DETROIT (Aug. 20, 11:30 a.m. ET) — Visteon Corp.'s transformation from a Ford parts supplier to most likely an Asian company took another twist last week.
Visteon said Don Stebbins, 54, was out as CEO, replaced on an interim basis by former Dura Automotive CEO and current Visteon board member Tim Leuliette, 62.
The shake-up is happening amid rumors that Korean supplier Mando Corp. may try to acquire Visteon's lucrative climate control business. The rumors helped fuel a rally in Visteon stock.
In July, Visteon offered $805 million to acquire the remaining 30 percent stake in its Korean joint venture, Halla Climate Control Corp. But that deal was nixed after the country's National Pension Service rejected the offer.
This month, Visteon lowered its annual sales forecast, citing currency and declining vehicle production in Europe and other regions.

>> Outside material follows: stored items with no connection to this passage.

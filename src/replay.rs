//! Recorded landmark sessions.
//!
//! A replay file holds one JSON object per line, one line per frame:
//!
//! ```text
//! {"t": 0.0, "image": "frame_0001.png", "hands": [[[x, y, z], ...21 points]],
//!  "face": {"center": [x, y, z], "left_eye": [x, y, z], "right_eye": [x, y, z]},
//!  "reset": false, "cancel": false}
//! ```
//!
//! Every field is optional. `face` may also be `{"mesh": [[x, y, z], ...]}`
//! with a full face mesh. Without `t` frames are spaced at the configured FPS;
//! without `image` a blank frame of the configured size is used. Relative
//! image paths are resolved against the replay file's directory.

use crate::{
    config::ReplayConfig,
    interfaces::{CapturedFrame, ControlInput, FrameSource, LandmarkSource},
    landmarks::{FaceLandmarks, HandLandmarks, Point3},
    session::Controls,
    Error, Result,
};
use image::{Rgb, RgbImage};
use log::{debug, info};
use serde::Deserialize;
use std::fs::File;
use std::io::{BufRead, BufReader};
use std::path::{Path, PathBuf};
use std::time::{Duration, Instant, SystemTime};

/// Gray used for blank frames
const BLANK_PIXEL: Rgb<u8> = Rgb([40, 40, 40]);

#[derive(Debug, Deserialize)]
#[serde(untagged)]
enum FaceRecord {
    Mesh { mesh: Vec<Point3> },
    Keypoints(FaceLandmarks),
}

#[derive(Debug, Default, Deserialize)]
#[serde(default)]
struct ReplayRecord {
    t: Option<f64>,
    image: Option<PathBuf>,
    hands: Vec<Vec<Point3>>,
    face: Option<FaceRecord>,
    reset: bool,
    cancel: bool,
}

/// Landmarks and controls of the current frame
#[derive(Debug, Default)]
struct CurrentFrame {
    hands: Vec<HandLandmarks>,
    face: Option<FaceLandmarks>,
    controls: Controls,
}

/// Replays a recorded session as frames, landmarks and controls
pub struct ReplaySource {
    lines: std::io::Lines<Box<dyn BufRead>>,
    base_dir: PathBuf,
    config: ReplayConfig,
    started: Instant,
    started_wall: SystemTime,
    line_number: usize,
    frame_index: u64,
    current: CurrentFrame,
}

impl ReplaySource {
    /// Open a replay file
    ///
    /// # Errors
    ///
    /// Returns `Error::Acquisition` if the file cannot be opened
    pub fn open<P: AsRef<Path>>(path: P, config: &ReplayConfig) -> Result<Self> {
        let path = path.as_ref();
        info!("Opening replay file: {}", path.display());

        let file = File::open(path)
            .map_err(|e| Error::Acquisition(format!("Failed to open replay {}: {e}", path.display())))?;
        let base_dir = path.parent().map(Path::to_path_buf).unwrap_or_default();

        Ok(Self::from_reader(Box::new(BufReader::new(file)), base_dir, config))
    }

    /// Replay records from any reader
    #[must_use]
    pub fn from_reader(reader: Box<dyn BufRead>, base_dir: PathBuf, config: &ReplayConfig) -> Self {
        Self {
            lines: reader.lines(),
            base_dir,
            config: config.clone(),
            started: Instant::now(),
            started_wall: SystemTime::now(),
            line_number: 0,
            frame_index: 0,
            current: CurrentFrame::default(),
        }
    }

    fn next_record(&mut self) -> Result<Option<ReplayRecord>> {
        loop {
            let Some(line) = self.lines.next() else {
                return Ok(None);
            };
            self.line_number += 1;

            let line = line.map_err(|e| Error::Acquisition(format!("line {}: {e}", self.line_number)))?;
            if line.trim().is_empty() {
                continue;
            }

            return serde_json::from_str(&line)
                .map(Some)
                .map_err(|e| Error::Acquisition(format!("line {}: {e}", self.line_number)));
        }
    }

    fn offset(&self, record: &ReplayRecord) -> Result<Duration> {
        #[allow(clippy::cast_precision_loss)]
        let secs = record.t.unwrap_or(self.frame_index as f64 / self.config.fps);
        Duration::try_from_secs_f64(secs)
            .map_err(|e| Error::Acquisition(format!("line {}: invalid timestamp {secs}: {e}", self.line_number)))
    }

    fn load_image(&self, record: &ReplayRecord) -> Result<RgbImage> {
        match &record.image {
            Some(relative) => {
                let path = self.base_dir.join(relative);
                let image = image::open(&path)
                    .map_err(|e| Error::Acquisition(format!("Failed to read frame {}: {e}", path.display())))?;
                Ok(image.to_rgb8())
            }
            None => Ok(RgbImage::from_pixel(self.config.frame_width, self.config.frame_height, BLANK_PIXEL)),
        }
    }

    fn decode_landmarks(&self, record: ReplayRecord) -> Result<CurrentFrame> {
        let line = self.line_number;
        let hands = record
            .hands
            .into_iter()
            .map(|points| HandLandmarks::new(points).map_err(|e| Error::Acquisition(format!("line {line}: {e}"))))
            .collect::<Result<Vec<_>>>()?;

        let face = match record.face {
            Some(FaceRecord::Mesh { mesh }) => Some(
                FaceLandmarks::from_mesh(&mesh).map_err(|e| Error::Acquisition(format!("line {line}: {e}")))?,
            ),
            Some(FaceRecord::Keypoints(face)) => Some(face),
            None => None,
        };

        Ok(CurrentFrame {
            hands,
            face,
            controls: Controls {
                cancel: record.cancel,
                reset: record.reset,
            },
        })
    }
}

impl FrameSource for ReplaySource {
    fn next_frame(&mut self) -> Result<Option<CapturedFrame>> {
        let Some(record) = self.next_record()? else {
            debug!("Replay exhausted after {} frames", self.frame_index);
            return Ok(None);
        };

        let offset = self.offset(&record)?;
        let image = self.load_image(&record)?;
        self.current = self.decode_landmarks(record)?;
        self.frame_index += 1;

        Ok(Some(CapturedFrame {
            image,
            at: self.started + offset,
            wall_time: self.started_wall + offset,
        }))
    }
}

impl LandmarkSource for ReplaySource {
    fn detect_hands(&mut self, _frame: &RgbImage) -> Result<Vec<HandLandmarks>> {
        Ok(self.current.hands.clone())
    }

    fn detect_face(&mut self, _frame: &RgbImage) -> Result<Option<FaceLandmarks>> {
        Ok(self.current.face)
    }
}

impl ControlInput for ReplaySource {
    fn poll(&mut self) -> Controls {
        self.current.controls
    }
}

Sales this year will be $6.6 billion to $6.8 billion, vs. a May forecast of $6.6 billion to $7 billion.
Leuliette has significant experience in the Asian market, including his China-centric investment firm Andus-Leuliette. A year ago, China Auto Parts and Accessories Capital Holding Ltd., of Hong Kong, acquired a minority stake in Andus-Leuliette previously held by Tempo Group Inc., a Beijing auto supplier.

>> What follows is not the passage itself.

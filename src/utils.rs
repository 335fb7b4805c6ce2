//! Utility functions for landmark coordinate conversion.

pub mod safe_cast;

Leuliette was hired to lead supplier Dura Systems in 2008 after it emerged from bankruptcy and led its sale to a New York private investment firm, Patriarch Partners, in 2010.

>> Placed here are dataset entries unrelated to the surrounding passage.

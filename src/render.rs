//! Composition of render requests and a headless renderer.

use crate::{
    constants::FINAL_WINDOW,
    imaging::{draw_outline, side_by_side},
    interfaces::Renderer,
    workflow::RenderRequest,
    Result,
};
use image::{ImageFormat, RgbImage};
use log::{debug, info};
use std::path::PathBuf;

/// Flatten a request into one image: outlines on the base, side image to the right.
///
/// Texts are left to the renderer.
#[must_use]
pub fn compose(request: &RenderRequest) -> RgbImage {
    let mut base = request.base.clone();
    for overlay in &request.rects {
        draw_outline(&mut base, &overlay.rect, overlay.color, overlay.thickness);
    }

    match &request.side {
        Some(side) => side_by_side(&base, side),
        None => base,
    }
}

/// Renderer without a display.
///
/// Logs every request and optionally writes each composed frame as a PNG.
/// The final-photo window counts as closed once it has been shown.
pub struct HeadlessRenderer {
    preview_dir: Option<PathBuf>,
    frames: u64,
    last_window: Option<&'static str>,
    final_shown: bool,
}

impl HeadlessRenderer {
    /// Create a renderer, writing previews to `preview_dir` when given
    #[must_use]
    pub fn new(preview_dir: Option<PathBuf>) -> Self {
        Self {
            preview_dir,
            frames: 0,
            last_window: None,
            final_shown: false,
        }
    }

    /// Number of requests rendered so far
    #[must_use]
    pub const fn frames(&self) -> u64 {
        self.frames
    }

    fn write_preview(&self, request: &RenderRequest) -> Result<()> {
        let Some(dir) = &self.preview_dir else {
            return Ok(());
        };
        std::fs::create_dir_all(dir)?;

        let path = dir.join(format!("frame_{:06}.png", self.frames));
        compose(request).save_with_format(&path, ImageFormat::Png)?;
        Ok(())
    }
}

impl Renderer for HeadlessRenderer {
    fn render(&mut self, request: &RenderRequest) -> Result<()> {
        if self.last_window != Some(request.window) {
            info!("Showing window '{}' ({})", request.window, request.mode);
            self.last_window = Some(request.window);
        }
        for text in &request.texts {
            debug!("[{}] text at {:?}: {}", request.window, text.position, text.text);
        }
        for overlay in &request.rects {
            debug!("[{}] outline {:?}", request.window, overlay.rect);
        }

        self.write_preview(request)?;
        self.frames += 1;
        if request.window == FINAL_WINDOW {
            self.final_shown = true;
        }
        Ok(())
    }

    fn is_open(&self, window: &str) -> bool {
        !(window == FINAL_WINDOW && self.final_shown)
    }
}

As Stebbins walked out the door, effective Aug. 10, the Visteon board immediately added two new board members: former EaglePicher CEO David Treadwell and Francis Scricco, senior vice president of manufacturing, logistics and procurement for Avaya Inc. until his retirement in October 2008.
Treadwell has deal-making experience. He led EaglePicher out of bankruptcy in 2006 as COO and pared several of its divisions upon becoming CEO later that year.
Speculation is already spreading that with Mando on the hunt, Visteon could be primed for a deal.
If Mando makes an offer for the climate business and the Visteon board decides to sell, Visteon will be left with a near $2 billion-a-year interiors business after it terminated an agreement to sell the remainder of its interiors business to its China joint venture Yanfeng Visteon Automotive Trim Systems Co. The company originally announced the deal last November.
It's unclear what would then happen with the interiors business, but it may leave an open window for competitors such as Johnson Controls Inc., Magna International Inc. or Lear Corp.
JCI offered $1.25 billion to acquire Visteon out of bankruptcy in May 2010, but the deal was immediately rejected by Visteon management.
Visteon sold its lighting unit to India's Varroc Group for $92 million this year.
The company reported second-quarter net income of $75 million, after two consecutive quarterly losses. Visteon has been plagued by unprofitability since Ford Motor Co. spun off the supplier in 2000. Visteon reported net income of $1 billion in 2010 after shedding $1.2 billion in debt through Chapter 11.
Stebbins fell on his sword trying to hold Visteon together. Only time will tell if Leuliette and his team are determined to dissolve the supplier through a set of deals.
Until then, Korea's Mando remains on the prowl.